To answer this question, a team from the University of Surrey in the United Kingdom identified various space-drilling methods that would give explorers the ability to reach new depths at a faster pace. The team experimented with different designs of a drill inspired by a wood-wasp, as shown in Figure 4 below, to determine optimal penetration levels and drill time. They also took into account how the geometry, or design and feature of a drill, can be crucial to its performance and desired outcome.
Figure 4: The wood-wasp’s drilling technique has inspired some astronomers working to identify the best drilling methods in space.
For a planet like Mars, convex drill bits are more promising than concave, given their ability to handle and switch from soft to coarse-grain terrain. Customizable drills are also encouraged, given that they can be manufactured to fit a specific location, whether soft or hard in formation.
Figure 5: Types of drill bits investigated for the space-drilling abilities.
However, for successful drilling missions on Mars, scientists will need to continue to learn about the planet’s terrain, gravity levels, temperature, and pressure. Understanding how each of these elements work together can make the biggest difference in reaching new exploratory levels with drilling.

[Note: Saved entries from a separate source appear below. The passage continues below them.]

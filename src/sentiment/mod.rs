// Review sentiment: polarity-based rating suggestions and the analyzer that
// wraps the (external) translation and sentiment collaborators.

pub mod analyzer;
pub mod suggestion;
pub mod traits;
// Sparse vectors: the representation behind item and profile vectors.
//
// A vector of dimensionality D is stored as (index, weight) pairs sorted by
// index with no explicit zeros. Dot products are a linear merge of the two
// entry lists, so comparing against a short genre vector is cheap no matter
// how large the vocabulary grows.

/// A sparse vector with a fixed dimensionality.
#[derive(Debug, Clone, PartialEq)]
pub struct SparseVector {
    dim: usize,
    entries: Vec<(usize, f64)>,
}

impl SparseVector {
    /// The zero vector of dimensionality `dim`.
    pub fn zeros(dim: usize) -> Self {
        Self {
            dim,
            entries: Vec::new(),
        }
    }

    /// Build from (index, weight) pairs in any order. Zero weights are
    /// dropped and duplicate indices are summed.
    pub fn from_entries(dim: usize, mut entries: Vec<(usize, f64)>) -> Self {
        debug_assert!(entries.iter().all(|&(i, _)| i < dim));

        entries.sort_by_key(|&(i, _)| i);
        let mut merged: Vec<(usize, f64)> = Vec::with_capacity(entries.len());
        for (i, w) in entries {
            match merged.last_mut() {
                Some((last, acc)) if *last == i => *acc += w,
                _ => merged.push((i, w)),
            }
        }
        merged.retain(|&(_, w)| w != 0.0);

        Self {
            dim,
            entries: merged,
        }
    }

    pub fn dim(&self) -> usize {
        self.dim
    }

    /// Number of non-zero entries.
    pub fn nnz(&self) -> usize {
        self.entries.len()
    }

    pub fn entries(&self) -> &[(usize, f64)] {
        &self.entries
    }

    pub fn is_zero(&self) -> bool {
        self.entries.is_empty()
    }

    /// Weight at `index` (0.0 when absent).
    pub fn get(&self, index: usize) -> f64 {
        self.entries
            .binary_search_by_key(&index, |&(i, _)| i)
            .map(|pos| self.entries[pos].1)
            .unwrap_or(0.0)
    }

    /// Euclidean (L2) norm.
    pub fn norm(&self) -> f64 {
        self.entries.iter().map(|(_, w)| w * w).sum::<f64>().sqrt()
    }

    /// Dot product by merging the two sorted entry lists.
    pub fn dot(&self, other: &SparseVector) -> f64 {
        let (a, b) = (&self.entries, &other.entries);
        let (mut i, mut j) = (0, 0);
        let mut sum = 0.0;

        while i < a.len() && j < b.len() {
            match a[i].0.cmp(&b[j].0) {
                std::cmp::Ordering::Less => i += 1,
                std::cmp::Ordering::Greater => j += 1,
                std::cmp::Ordering::Equal => {
                    sum += a[i].1 * b[j].1;
                    i += 1;
                    j += 1;
                }
            }
        }

        sum
    }

    /// Scale to unit length. The zero vector stays zero.
    pub fn normalized(mut self) -> Self {
        let norm = self.norm();
        if norm > 0.0 {
            for (_, w) in &mut self.entries {
                *w /= norm;
            }
        }
        self
    }

    /// Element-wise arithmetic mean of vectors sharing dimensionality `dim`.
    /// An empty input yields the zero vector.
    pub fn mean<'a, I>(dim: usize, vectors: I) -> Self
    where
        I: IntoIterator<Item = &'a SparseVector>,
    {
        let mut sum = vec![0.0_f64; dim];
        let mut count = 0usize;

        for v in vectors {
            debug_assert_eq!(v.dim, dim);
            for &(i, w) in &v.entries {
                sum[i] += w;
            }
            count += 1;
        }

        if count == 0 {
            return Self::zeros(dim);
        }

        let n = count as f64;
        let entries = sum
            .into_iter()
            .enumerate()
            .filter(|&(_, w)| w != 0.0)
            .map(|(i, w)| (i, w / n))
            .collect();

        Self { dim, entries }
    }

    /// Expand into a dense vector of length `dim`.
    pub fn to_dense(&self) -> Vec<f64> {
        let mut dense = vec![0.0; self.dim];
        for &(i, w) in &self.entries {
            dense[i] = w;
        }
        dense
    }
}

/// Cosine similarity between two sparse vectors.
///
/// Applies the full formula (not a bare dot product) because profile
/// vectors are averages of unit vectors and are generally shorter than 1.
/// Returns 0.0 for mismatched dimensionality or a zero vector, and clamps
/// to [0, 1] to absorb floating-point drift.
pub fn cosine_similarity(a: &SparseVector, b: &SparseVector) -> f64 {
    if a.dim != b.dim {
        return 0.0;
    }

    let denom = a.norm() * b.norm();
    if denom < f64::EPSILON {
        0.0
    } else {
        (a.dot(b) / denom).clamp(0.0, 1.0)
    }
}

#[cfg(test)]
mod tests {
    use super::*;

    #[test]
    fn test_from_entries_sorts_merges_and_drops_zeros() {
        let v = SparseVector::from_entries(5, vec![(3, 1.0), (0, 2.0), (3, 0.5), (1, 0.0)]);
        assert_eq!(v.entries(), &[(0, 2.0), (3, 1.5)]);
        assert_eq!(v.nnz(), 2);
        assert_eq!(v.get(3), 1.5);
        assert_eq!(v.get(1), 0.0);
    }

    #[test]
    fn test_dot_merges_disjoint_and_shared() {
        let a = SparseVector::from_entries(4, vec![(0, 1.0), (2, 2.0)]);
        let b = SparseVector::from_entries(4, vec![(1, 5.0), (2, 3.0), (3, 1.0)]);
        assert!((a.dot(&b) - 6.0).abs() < 1e-12);
        assert!((b.dot(&a) - 6.0).abs() < 1e-12);
    }

    #[test]
    fn test_normalized_has_unit_norm() {
        let v = SparseVector::from_entries(3, vec![(0, 3.0), (2, 4.0)]).normalized();
        assert!((v.norm() - 1.0).abs() < 1e-12);
        assert!((v.get(0) - 0.6).abs() < 1e-12);
    }

    #[test]
    fn test_zero_vector_normalizes_to_zero() {
        let v = SparseVector::zeros(3).normalized();
        assert!(v.is_zero());
        assert_eq!(v.dim(), 3);
    }

    #[test]
    fn test_mean() {
        let a = SparseVector::from_entries(3, vec![(0, 1.0)]);
        let b = SparseVector::from_entries(3, vec![(1, 1.0)]);
        let mean = SparseVector::mean(3, [&a, &b]);
        assert_eq!(mean.to_dense(), vec![0.5, 0.5, 0.0]);
    }

    #[test]
    fn test_mean_empty_is_zero() {
        let mean = SparseVector::mean(4, std::iter::empty());
        assert!(mean.is_zero());
        assert_eq!(mean.dim(), 4);
    }

    #[test]
    fn test_cosine_identical() {
        let a = SparseVector::from_entries(3, vec![(0, 1.0), (1, 2.0), (2, 3.0)]);
        assert!((cosine_similarity(&a, &a) - 1.0).abs() < 1e-10);
    }

    #[test]
    fn test_cosine_is_scale_invariant() {
        let a = SparseVector::from_entries(3, vec![(0, 1.0), (1, 2.0)]);
        let b = SparseVector::from_entries(3, vec![(0, 0.25), (1, 0.5)]);
        assert!((cosine_similarity(&a, &b) - 1.0).abs() < 1e-10);
    }

    #[test]
    fn test_cosine_orthogonal_and_zero() {
        let a = SparseVector::from_entries(3, vec![(0, 1.0)]);
        let b = SparseVector::from_entries(3, vec![(1, 1.0)]);
        assert!(cosine_similarity(&a, &b).abs() < 1e-12);
        assert!(cosine_similarity(&a, &SparseVector::zeros(3)).abs() < 1e-12);
    }

    #[test]
    fn test_cosine_mismatched_dimensions() {
        let a = SparseVector::from_entries(2, vec![(0, 1.0)]);
        let b = SparseVector::from_entries(3, vec![(0, 1.0)]);
        assert_eq!(cosine_similarity(&a, &b), 0.0);
    }
}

Disrupting space exploration
It’s been more than 50 years since the first mission to Mars. What started as a flyby in 1965 has quickly evolved to remote explorations from multiple countries. Each mission has given astronomers more information about the planet’s geology and habitability potential. While we are still years away from human missions to the Martian planet, this year’s Mars 2020 missions will take us one step closer to making that dream a reality. Understanding the complexities involved for a mission of this magnitude can pave the way for scientific breakthroughs and future explorations to other planets.